Неразрешимая мука Герцена – всегда молодая вера в историю и вместе с тем зрелое понимание того, что история бессильна. Слишком знает ее, чтобы верить, слишком верит, чтобы смириться со знанием. Фридрих Шлегель недаром назвал историка «пророком, обращенным назад». Так говорят не о профессорах, так можно сказать лишь о поэтах.
Прошлое затопило нас всей накопившейся в нем логореей. Будущее исцелит афазией.

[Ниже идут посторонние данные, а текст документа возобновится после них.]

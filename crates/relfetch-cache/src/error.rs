use std::io;
use std::path::PathBuf;

use thiserror::Error;

pub type Result<T> = std::result::Result<T, Error>;

#[derive(Debug, Error)]
pub enum Error {
    #[error("failed to create cache directory {path}: {source}")]
    CreateDir { path: PathBuf, source: io::Error },

    #[error("failed to list cache directory {path}: {source}")]
    ReadDir { path: PathBuf, source: io::Error },

    #[error("failed to remove cache entry {path}: {source}")]
    Remove { path: PathBuf, source: io::Error },
}
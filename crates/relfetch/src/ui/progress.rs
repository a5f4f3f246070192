use indicatif::{ProgressBar, ProgressStyle};
use once_cell::sync::Lazy;
use relfetch_fetch::{FetchPhase, Progress};

/// Minimum advance, in percentage points, between two redraws.
pub const DEFAULT_STEP: f64 = 5.0;

const PB_STYLE: &str = "{prefix:>12.cyan.bold} [{elapsed_precise}] {wide_bar:.cyan/blue} {bytes}/{total_bytes} ({bytes_per_sec}, {eta}) {msg}";

const PB_CHARS: &str = "█▓▒░  ";

static PB_TEMPLATE: Lazy<Option<ProgressStyle>> = Lazy::new(|| {
    ProgressStyle::with_template(PB_STYLE)
        .ok()
        .map(|style| style.progress_chars(PB_CHARS))
});

/// Lets a redraw through only once progress moved past the last one by
/// more than `step` percentage points.
#[derive(Debug, Clone, Copy, PartialEq)]
pub struct PercentThrottle {
    last: f64,
    step: f64,
}

impl Default for PercentThrottle {
    fn default() -> Self {
        Self::new(DEFAULT_STEP)
    }
}

impl PercentThrottle {
    pub const fn new(step: f64) -> Self {
        Self { last: 0.0, step }
    }

    pub fn should_emit(&mut self, percent: f64) -> bool {
        if percent - self.last > self.step {
            self.last = percent;
            return true;
        }
        false
    }
}

/// Renders download progress on the terminal.
pub struct ProgressReporter {
    bar:      ProgressBar,
    throttle: PercentThrottle,
    redraws:  usize,
}

impl Default for ProgressReporter {
    fn default() -> Self {
        Self::new()
    }
}

impl ProgressReporter {
    pub fn new() -> Self {
        let bar = ProgressBar::new(0);
        let bar = match PB_TEMPLATE.as_ref() {
            Some(style) => bar.with_style(style.clone()),
            None => bar,
        };
        bar.set_prefix("Downloading");
        Self::with_bar(bar)
    }

    /// Reporter that tracks progress without drawing anything.
    pub fn hidden() -> Self {
        Self::with_bar(ProgressBar::hidden())
    }

    fn with_bar(bar: ProgressBar) -> Self {
        Self {
            bar,
            throttle: PercentThrottle::default(),
            redraws: 0,
        }
    }

    /// Number of progress updates let through the throttle.
    pub fn redraws(&self) -> usize {
        self.redraws
    }

    pub fn position(&self) -> u64 {
        self.bar.position()
    }

    pub fn report(&mut self, progress: &Progress) {
        match progress.phase {
            FetchPhase::Connecting => self.bar.set_length(progress.total_bytes),
            FetchPhase::Downloading => {
                let percent = progress.percentage();
                if self.throttle.should_emit(percent) {
                    self.redraws += 1;
                    self.bar.set_position(progress.bytes_downloaded);
                    self.bar.set_message(format!("Downloaded {percent:.1}%"));
                }
            }
            FetchPhase::Verifying => self.bar.set_position(progress.bytes_downloaded),
            FetchPhase::Completed => {
                self.bar.set_position(progress.bytes_downloaded);
                self.bar.finish_and_clear();
            }
        }
    }
}

impl Drop for ProgressReporter {
    /// Clears a bar left behind by a download that never completed.
    fn drop(&mut self) {
        if !self.bar.is_finished() {
            self.bar.finish_and_clear();
        }
    }
}
use std::fs;
use std::io;
use std::path::{Path, PathBuf};

use tracing::{debug, warn};

use crate::error::{Error, Result};

/// A directory of cached installer artifacts.
#[derive(Debug, Clone)]
pub struct CacheStore {
    root: PathBuf,
}

impl CacheStore {
    pub fn new(root: impl Into<PathBuf>) -> Self {
        Self { root: root.into() }
    }

    pub fn root(&self) -> &Path {
        &self.root
    }

    /// Path a target file is cached at.
    pub fn entry_path(&self, target: &str) -> PathBuf {
        self.root.join(target)
    }

    /// Make the cache ready to hold `target` and return its path.
    ///
    /// Creates the cache directory if needed, then evicts unrelated entries.
    pub fn prepare(&self, target: &str) -> Result<PathBuf> {
        fs::create_dir_all(&self.root).map_err(|source| Error::CreateDir {
            path: self.root.clone(),
            source,
        })?;
        self.evict(target)?;
        Ok(self.entry_path(target))
    }

    /// Remove every file whose name does not contain `target`.
    ///
    /// Substring matching keeps leftovers such as `name.part` from an
    /// interrupted run of the same target. Directories are never removed.
    /// Returns the removed paths.
    pub fn evict(&self, target: &str) -> Result<Vec<PathBuf>> {
        let entries = fs::read_dir(&self.root).map_err(|source| Error::ReadDir {
            path: self.root.clone(),
            source,
        })?;

        let mut removed = Vec::new();
        for entry in entries {
            let entry = entry.map_err(|source| Error::ReadDir {
                path: self.root.clone(),
                source,
            })?;
            if entry.file_name().to_string_lossy().contains(target) {
                continue;
            }

            let path = entry.path();
            if entry.file_type().is_ok_and(|t| t.is_dir()) {
                warn!(path = %path.display(), "skipping directory in installer cache");
                continue;
            }
            match fs::remove_file(&path) {
                Ok(()) => {}
                Err(e) if e.kind() == io::ErrorKind::NotFound => continue,
                Err(source) => return Err(Error::Remove { path, source }),
            }

            debug!(path = %path.display(), "evicted stale cache entry");
            removed.push(path);
        }

        Ok(removed)
    }
}

/// Whether `path` is an existing file of exactly `expected_size` bytes.
pub fn is_valid(path: &Path, expected_size: u64) -> bool {
    fs::metadata(path).is_ok_and(|meta| meta.is_file() && meta.len() == expected_size)
}

/// Remove a stale or partial entry. Returns whether anything was removed.
pub fn discard(path: &Path) -> Result<bool> {
    match fs::remove_file(path) {
        Ok(()) => Ok(true),
        Err(e) if e.kind() == io::ErrorKind::NotFound => Ok(false),
        Err(source) => Err(Error::Remove {
            path: path.to_path_buf(),
            source,
        }),
    }
}
use std::sync::Arc;

use relfetch_fetch::HttpClient;
use relfetch_platform::PlatformDescriptor;
use tracing::{debug, info};

use crate::core::{download_prefix, select_asset};
use crate::data::{RELEASE_MEDIA_TYPE, ReleaseEndpoint, ReleaseMetadata, ResolvedAsset};
use crate::error::{ResolveError, Result};

/// Looks up the latest release and picks the installer for a platform.
pub struct AssetResolver<C: HttpClient> {
    client:   Arc<C>,
    endpoint: ReleaseEndpoint,
}

impl<C: HttpClient> AssetResolver<C> {
    pub fn new(client: Arc<C>, endpoint: ReleaseEndpoint) -> Self {
        Self { client, endpoint }
    }

    pub fn endpoint(&self) -> &ReleaseEndpoint {
        &self.endpoint
    }

    /// Fetch the latest release document.
    pub async fn fetch_metadata(&self) -> Result<ReleaseMetadata> {
        let url = self.endpoint.latest_url();
        info!("Checking for latest release of {}/{}...", self.endpoint.owner, self.endpoint.repo);

        let headers = [("Accept".to_string(), RELEASE_MEDIA_TYPE.to_string())];
        let response = self
            .client
            .get(&url, &headers)
            .await
            .map_err(|e| Self::fetch_error(&url, e))?;
        let body = response.bytes().await.map_err(|e| Self::fetch_error(&url, e))?;

        Ok(serde_json::from_slice(&body)?)
    }

    /// Download URL and declared size of the installer for `platform`.
    pub async fn resolve(&self, platform: &PlatformDescriptor) -> Result<ResolvedAsset> {
        let metadata = self.fetch_metadata().await?;
        let prefix = download_prefix(&metadata.html_url);

        let asset = select_asset(&metadata.assets, platform).ok_or_else(|| {
            ResolveError::NoMatchingAsset {
                platform: platform.to_string(),
            }
        })?;
        debug!(asset = %asset.name, size = asset.size, "selected release asset");

        Ok(ResolvedAsset {
            name: asset.name.clone(),
            url:  asset.download_url(&prefix),
            size: asset.size,
        })
    }

    fn fetch_error(url: &str, e: C::Error) -> ResolveError {
        if C::is_timeout(&e) {
            ResolveError::Timeout { url: url.to_string() }
        } else {
            ResolveError::MetadataFetch {
                url:    url.to_string(),
                reason: e.to_string(),
            }
        }
    }
}
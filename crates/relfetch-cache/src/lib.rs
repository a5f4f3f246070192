//! Local cache for downloaded installers.
//!
//! The cache directory holds one generation of artifacts: preparing it for a
//! target file name evicts every entry whose name does not contain that file
//! name. An entry is reused when its size on disk equals the expected size.
//! That is the only integrity check; a corrupted file of the right size is
//! accepted.

mod error;
mod store;

pub use error::{Error, Result};
pub use store::{CacheStore, discard, is_valid};
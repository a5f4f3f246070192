use serde::Deserialize;

use crate::core::asset_url;

pub const DEFAULT_API_BASE: &str = "https://api.github.com";

/// Media type requested from the release API.
pub const RELEASE_MEDIA_TYPE: &str = "application/vnd.github.v3+json";

/// Where to look for the latest release of a project.
#[derive(Debug, Clone, PartialEq, Eq)]
pub struct ReleaseEndpoint {
    /// Scheme and host of the API, e.g. `https://api.github.com`.
    pub api_base: String,
    pub owner:    String,
    pub repo:     String,
}

impl ReleaseEndpoint {
    pub fn new(owner: impl Into<String>, repo: impl Into<String>) -> Self {
        Self {
            api_base: DEFAULT_API_BASE.to_string(),
            owner:    owner.into(),
            repo:     repo.into(),
        }
    }

    #[must_use]
    pub fn api_base(mut self, api_base: impl Into<String>) -> Self {
        self.api_base = api_base.into();
        self
    }

    /// `<api_base>/repos/<owner>/<repo>/releases/latest`
    pub fn latest_url(&self) -> String {
        format!(
            "{}/repos/{}/{}/releases/latest",
            self.api_base.trim_end_matches('/'),
            self.owner,
            self.repo
        )
    }
}

/// The subset of a release document the resolver reads.
#[derive(Debug, Clone, PartialEq, Eq, Deserialize)]
pub struct ReleaseMetadata {
    /// Web page of the release tag, e.g. `.../releases/tag/v1.0/`.
    pub html_url: String,
    #[serde(default)]
    pub assets:   Vec<AssetInfo>,
}

#[derive(Debug, Clone, PartialEq, Eq, Deserialize)]
pub struct AssetInfo {
    pub name: String,
    /// Declared size in bytes.
    pub size: u64,
}

impl AssetInfo {
    /// Download URL of this asset under a release's download prefix.
    pub fn download_url(&self, prefix: &str) -> String {
        asset_url(prefix, &self.name)
    }
}

/// The installer picked for a platform.
#[derive(Debug, Clone, PartialEq, Eq)]
pub struct ResolvedAsset {
    pub name: String,
    pub url:  String,
    pub size: u64,
}
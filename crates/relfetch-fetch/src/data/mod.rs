//! Immutable data types for download operations.

pub mod options;
pub mod progress;

pub use options::{DEFAULT_CHUNK_SIZE, FetchOptions, FetchPhase, Timeouts};
pub use progress::Progress;
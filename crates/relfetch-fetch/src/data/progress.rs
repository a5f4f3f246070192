use crate::data::options::FetchPhase;

/// Snapshot handed to progress callbacks.
#[derive(Debug, Clone, Copy, PartialEq, Eq)]
pub struct Progress {
    /// Current phase of the download.
    pub phase: FetchPhase,

    /// Number of bytes written to the destination file so far.
    pub bytes_downloaded: u64,

    /// Expected size of the artifact.
    pub total_bytes: u64,
}

impl Progress {
    pub fn new(phase: FetchPhase, bytes_downloaded: u64, total_bytes: u64) -> Self {
        Self {
            phase,
            bytes_downloaded,
            total_bytes,
        }
    }

    /// Completion in percent, between 0 and 100.
    #[must_use]
    pub fn percentage(&self) -> f64 {
        if self.total_bytes == 0 {
            return if self.is_completed() { 100.0 } else { 0.0 };
        }
        (self.bytes_downloaded as f64 / self.total_bytes as f64) * 100.0
    }

    #[must_use]
    pub fn is_completed(&self) -> bool {
        self.phase == FetchPhase::Completed
    }
}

Всякое множество заставляет нас жить по своему уставу и кодексу. Торнтон Уайлдер утверждал, что «театральная публика – самое нравственное из сборищ… Двенадцать проституток, сидящих рядком в театре, целомудреннее любой весталки». Достаточно тонкое наблюдение, но театр вряд ли ему обрадуется. Он предстает в сомнительной роли – не столько воспитывает, сколько обезличивает.
Грех отменен, и грехопадение сразу же перестало быть праздником.
Для того чтобы сумасшедшему миру привить реалистический взгляд, нужно быть романтическим героем.
Вопрос всегда важнее ответа. Вопрос окрыляет, ответ обуздывает.
«От меня вечор Леила равнодушно уходила. Я сказал: постой, куда? А она мне возразила: Голова твоя седа!» Как весело писать эти строки, когда тебе девятнадцать лет, когда ты горяч и ненасытен.
Ваши беды не трогают никого? Это не худшее. Они могли радовать.
Дискутанты! Не упускайте из вида: спустя каких-нибудь десять лет ваши споры покажутся уморительными.
Ты подбираешь себе амплуа, чтоб увернуться от судьбы, а оказывается – ее ты и выбрал.
В жизни иной раз бывает полезным кое-что благополучно забыть, в нашем деле кто памятливей, тот и удачливей. У запасливого хозяина чего только нет в его кладовой!